# REQUIREMENT:
Each time a line of the listing holds "yuhself", copy that line.

# SUPPLIED DATA:
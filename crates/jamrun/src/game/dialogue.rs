use serde::{Deserialize, Serialize};

use crate::game::DialogueContext;

/// A line of patois flavor text with its English translation
#[derive(Debug, Clone, PartialEq, Eq, Serialize, Deserialize)]
pub struct Dialogue {
    pub context: DialogueContext,
    pub dialogue: String,
    pub translation: String,
    #[serde(default, skip_serializing_if = "Option::is_none")]
    pub track_name: Option<String>,
}

impl Dialogue {
    /// Canned line for a context, used when the backend cannot produce one
    pub fn fallback(context: DialogueContext) -> Self {
        let (dialogue, translation) = match context {
            DialogueContext::Start => (
                "Ready fi run through Jamaica, General?",
                "Ready to run through Jamaica, General?",
            ),
            DialogueContext::Victory => (
                "Big up yuhself! Yuh run like lightning!",
                "Congratulations! You ran like lightning!",
            ),
            DialogueContext::Defeat => (
                "Nuh worry, bredrin. Try again!",
                "Don't worry, friend. Try again!",
            ),
            DialogueContext::PowerUp => (
                "Bless up! Power boost time!",
                "Blessed up! Power boost time!",
            ),
        };

        Self {
            context,
            dialogue: dialogue.to_string(),
            translation: translation.to_string(),
            track_name: None,
        }
    }
}

#[cfg(test)]
mod tests {
    use super::*;

    #[test]
    fn test_fallback_per_context() {
        let victory = Dialogue::fallback(DialogueContext::Victory);
        assert_eq!(victory.dialogue, "Big up yuhself! Yuh run like lightning!");
        assert_eq!(victory.context, DialogueContext::Victory);

        let defeat = Dialogue::fallback(DialogueContext::Defeat);
        assert_eq!(defeat.translation, "Don't worry, friend. Try again!");
    }

    #[test]
    fn test_deserialize_backend_dialogue() {
        let json = r#"{
            "id": "d1",
            "context": "start",
            "dialogue": "Mek wi go!",
            "translation": "Let's go!",
            "track_name": "jamaica_country",
            "created_at": "2025-01-05T10:00:00"
        }"#;

        let dialogue: Dialogue = serde_json::from_str(json).unwrap();
        assert_eq!(dialogue.context, DialogueContext::Start);
        assert_eq!(dialogue.dialogue, "Mek wi go!");
        assert_eq!(dialogue.track_name.as_deref(), Some("jamaica_country"));
    }
}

# RESPONSE TO THIS EXERCISE:
                "Big up yuhself! Yuh run like lightning!",
        assert_eq!(victory.dialogue, "Big up yuhself! Yuh run like lightning!");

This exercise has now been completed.